El sindicato LAB está preocupado por los discursos populistas de la extrema derecha y empresarios. Geroa Bai y también el PSN siguen a CEN, VOX, PP y UPN adoptando en relación a los impuestos discursos que buscan profundizar en la desigualdad y el debilitamiento de los servicios públicos. La competitividad de Navarra debe basarse en la cohesión social y la justicia social. Los empresarios en Navarra pagan cinco veces menos que los trabajadores a la Hacienda Foral.
En lo que a la inversión social se refiere no se producen recortes, pero importantes partidas que afectan a servicios públicos esenciales pierden peso en los presupuestos de 2026 con respecto al PIB.
Así, si bien la cantidad destinada a sanidad se incrementa en un 3,33% resultando la mayor partida presupuestaria representando un 24,55% de los presupuestos, supone el 5,28% sobre el PIB (5,30% el año pasado); lo que demuestra que en los últimos años la inversión está cayendo y la apuesta del Gobierno no responde a las necesidades para resolver los problemas de Osasunbidea, ni al fortalecimiento de un Sistema Público de Salud, ni tampoco a la ambición y competitividad del ámbito europeo, donde el gasto medio de la Unión Europea respecto al PIB ha sido superior al 8% de los últimos años.
En cuanto a Educación, se produce un aumento de la cantidad destinada en un 2,97%, lo que representa el 16,78% de los presupuestos y el 3,61% respecto al PIB (el año pasado fue del 3,64%).
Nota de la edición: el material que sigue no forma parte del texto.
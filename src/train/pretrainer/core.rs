//! Core Pretrainer struct and accessors

use rand::rngs::StdRng;
use rand::SeedableRng;

use super::config::PretrainConfig;
use crate::autograd::{GradScaler, Tensor};
use crate::checkpoint::{Checkpoint, CheckpointMeta, Checkpointer};
use crate::distributed::{GradientSync, LocalSync};
use crate::error::{Error, Result};
use crate::optim::{gumbel_temperature, Optimizer};
use crate::tracking::ExperimentTracker;
use crate::train::forward::Objectives;
use crate::train::negatives::NegativeSampler;
use crate::train::stages::{ContrastiveObjective, PretrainModel};
use crate::train::state::TrainState;

/// Seed of the validation negatives; identical on every replica and pass
pub(crate) fn eval_seed(seed: u64) -> u64 {
    seed ^ 0x5EED_0F_E7A1
}

/// Micro-batch results gathered over one accumulation window
#[derive(Debug, Clone, Default)]
pub(crate) struct Window {
    pub loss_sum: f64,
    pub count: usize,
    pub all_finite: bool,
    pub last: Option<Objectives>,
}

impl Window {
    pub fn new() -> Self {
        Self { all_finite: true, ..Self::default() }
    }

    pub fn add(&mut self, objectives: Objectives) {
        self.loss_sum += f64::from(objectives.loss);
        self.count += 1;
        self.all_finite &= objectives.total_loss.is_finite();
        self.last = Some(objectives);
    }

    pub fn mean_loss(&self) -> Option<f64> {
        (self.count > 0).then(|| self.loss_sum / self.count as f64)
    }
}

/// Drives masked contrastive pretraining, one micro-batch at a time
///
/// Gradients accumulate over `accumulation_factor` micro-batches. At the
/// end of each window the replicas synchronize, the loss scale is removed,
/// non-finite updates are skipped, and the optimizer steps. Schedules are
/// re-evaluated from the new step counter after every window.
///
/// # Example
///
/// ```no_run
/// use w2v_pretrain::model::{InfoNce, ReferenceModel};
/// use w2v_pretrain::optim::AdamW;
/// use w2v_pretrain::train::{PretrainConfig, Pretrainer};
///
/// # fn main() -> w2v_pretrain::Result<()> {
/// let model = ReferenceModel::new(Default::default(), 7)?;
/// let config = PretrainConfig::new().with_accumulation_factor(4);
/// let mut trainer = Pretrainer::new(
///     Box::new(model),
///     Box::new(InfoNce::default()),
///     Box::new(AdamW::default_params(5e-4)),
///     config,
/// )?;
/// // for batch in loader { trainer.fit_batch(&batch?)?; }
/// # Ok(())
/// # }
/// ```
pub struct Pretrainer {
    pub(crate) model: Box<dyn PretrainModel>,
    pub(crate) objective: Box<dyn ContrastiveObjective>,
    pub(crate) optimizer: Box<dyn Optimizer>,
    pub(crate) negatives: NegativeSampler,
    pub(crate) config: PretrainConfig,
    pub(crate) scaler: GradScaler,
    pub(crate) sync: Box<dyn GradientSync>,
    pub(crate) checkpointer: Option<Box<dyn Checkpointer>>,
    pub(crate) tracker: Option<Box<dyn ExperimentTracker>>,
    pub(crate) state: TrainState,
    pub(crate) window: Window,
    pub(crate) rng: StdRng,
    pub(crate) eval_rng: StdRng,
}

impl Pretrainer {
    /// Create a single-replica engine
    pub fn new(
        model: Box<dyn PretrainModel>,
        objective: Box<dyn ContrastiveObjective>,
        optimizer: Box<dyn Optimizer>,
        config: PretrainConfig,
    ) -> Result<Self> {
        config.validate()?;
        let mut trainer = Self {
            model,
            objective,
            optimizer,
            negatives: NegativeSampler::new(config.num_negatives)?,
            scaler: GradScaler::from_config(&config.precision),
            sync: Box::new(LocalSync),
            checkpointer: None,
            tracker: None,
            state: TrainState::new(),
            window: Window::new(),
            rng: StdRng::seed_from_u64(config.seed),
            eval_rng: StdRng::seed_from_u64(eval_seed(config.seed)),
            config,
        };
        trainer.apply_schedules();
        trainer.reseed();
        Ok(trainer)
    }

    /// Join a replica group
    pub fn with_sync(mut self, sync: Box<dyn GradientSync>) -> Self {
        self.sync = sync;
        self.reseed();
        self
    }

    pub fn with_checkpointer(mut self, checkpointer: Box<dyn Checkpointer>) -> Self {
        self.checkpointer = Some(checkpointer);
        self
    }

    pub fn with_tracker(mut self, tracker: Box<dyn ExperimentTracker>) -> Self {
        self.tracker = Some(tracker);
        self
    }

    pub fn config(&self) -> &PretrainConfig {
        &self.config
    }

    pub fn state(&self) -> &TrainState {
        &self.state
    }

    /// Optimizer steps taken so far
    pub fn step(&self) -> u64 {
        self.state.step
    }

    pub fn lr(&self) -> f32 {
        self.optimizer.lr()
    }

    pub fn loss_scale(&self) -> f32 {
        self.scaler.scale()
    }

    pub fn model(&self) -> &dyn PretrainModel {
        self.model.as_ref()
    }

    pub fn model_mut(&mut self) -> &mut dyn PretrainModel {
        self.model.as_mut()
    }

    pub fn params(&self) -> &[Tensor] {
        self.model.parameters()
    }

    pub fn is_main(&self) -> bool {
        self.sync.is_main()
    }

    pub fn sync_mut(&mut self) -> &mut dyn GradientSync {
        self.sync.as_mut()
    }

    /// Whether the next micro-batch closes an accumulation window
    pub fn next_is_boundary(&self) -> bool {
        (self.state.micro_step + 1).is_multiple_of(self.config.accumulation_factor as u64)
    }

    /// Set LR and quantizer temperature from the current step
    pub(crate) fn apply_schedules(&mut self) {
        let step = self.state.step;
        if self.model.has_quantizer() {
            let temperature = gumbel_temperature(&self.config.temperature, step);
            self.model.set_quantizer_temperature(temperature);
        }
        self.optimizer.set_lr(self.config.lr_schedule.lr_at(step));
    }

    /// Negative-sampling RNG keyed by seed, rank and step
    fn reseed(&mut self) {
        let rank = self.sync.rank() as u64;
        let seed = self
            .config
            .seed
            .wrapping_add(rank.wrapping_mul(0x9E37_79B9_7F4A_7C15))
            .wrapping_add(self.state.step);
        self.rng = StdRng::seed_from_u64(seed);
    }

    /// Snapshot of the resumable state
    pub fn checkpoint(&self, epoch: usize, valid_accuracy: f32) -> Checkpoint {
        Checkpoint {
            meta: CheckpointMeta {
                sequence: 0,
                epoch,
                step: self.state.step,
                valid_accuracy,
                saved_at: chrono::Utc::now(),
            },
            train_state: self.state.clone(),
            params: self.model.parameters().to_vec(),
            optimizer_state: self.optimizer.state(),
            loss_scale: self.scaler.scale(),
        }
    }

    /// Resume from a checkpoint produced by [`Pretrainer::checkpoint`]
    pub fn restore(&mut self, checkpoint: &Checkpoint) -> Result<()> {
        let params = self.model.parameters_mut();
        if params.len() != checkpoint.params.len() {
            return Err(Error::Checkpoint(format!(
                "checkpoint has {} parameters, model has {}",
                checkpoint.params.len(),
                params.len()
            )));
        }
        for (param, saved) in params.iter_mut().zip(&checkpoint.params) {
            if param.len() != saved.len() {
                return Err(Error::Checkpoint(format!(
                    "parameter '{}' has {} elements, checkpoint has {}",
                    param.name(),
                    param.len(),
                    saved.len()
                )));
            }
            param.data_mut().assign(saved.data());
            param.zero_grad();
        }
        self.optimizer.load_state(&checkpoint.optimizer_state)?;
        self.scaler.set_scale(checkpoint.loss_scale);
        self.state = checkpoint.train_state.clone();
        // Resume at a window boundary
        self.state.micro_step -= self.state.micro_step % self.config.accumulation_factor as u64;
        self.window = Window::new();
        self.apply_schedules();
        self.reseed();

        tracing::info!(
            step = self.state.step,
            epoch = self.state.epoch,
            sequence = checkpoint.meta.sequence,
            "Restored checkpoint"
        );
        Ok(())
    }

    /// Restore the latest checkpoint, if the checkpointer holds one
    pub fn resume_latest(&mut self) -> Result<bool> {
        let latest = match &self.checkpointer {
            Some(ckpt) => ckpt.load_latest()?,
            None => None,
        };
        match latest {
            Some(checkpoint) => {
                self.restore(&checkpoint)?;
                Ok(true)
            }
            None => Ok(false),
        }
    }
}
En cambio, el gasto medio de la Unión Europea respecto al PIB en educación ha sido superior al 4,7% en los últimos años. La incapacidad y prepotencia del consejero de Educación el señor Gimeno, se ve acompañada de una falta de inversión en recursos personales y materiales para responder a los retos de la educación pública en Navarra, con una plantilla activa y movilizada. Aquí también la inversión está cayendo. Por lo que LAB insiste en su propuesta de elevar la inversión en la educación pública al 6% del PIB.
En el apartado de inversión social existen otras partidas importantes y que son las siguientes: UPNA para el edificio médico, compra de vivienda, material sanitario y obras. También otra relativa al ciclo 0-3 y escuelas infantiles, pero insuficiente para publificar dicho ciclo y ordenar la oferta educativa que desde lo público tienen que garantizar las instituciones con la financiación del Gobierno de Navarra.
Mención positiva requiere el fortalecimiento de la partida referente a la “Protección Social Reforzada”. Así, la “Atención a la infancia” recoge un incremento del 35,74% (68,4 millones de euros), la igualdad entre hombres y mujeres un incremento del 21,93% (4,6 millones de euros) y la partida contra la violencia machista otro incremento del 16,17%. Estos importantes incrementos son necesarios para transformar estas realidades.
Todos los sectores privatizados de cuidados están bloqueados. Las residencias de personas mayores siguen sin convenio de Navarra y su solución requiere de apoyo presupuestario. El Gobierno de Navarra tiene bloqueados los convenios de las fundaciones públicas Gizain y Fundapa que necesitan también apoyo presupuestario para la equiparación. En Intervención Social, la transformación del sistema requiere una importante inversión económica. Por último, el Convenio Sectorial de Discapacidad también necesita apoyo presupuestario.
Por tanto, si bien es positivo el incremento de las partidas mencionadas el destino final de las mismas es lo importante y lo que el Gobierno de Navarra debe aclarar.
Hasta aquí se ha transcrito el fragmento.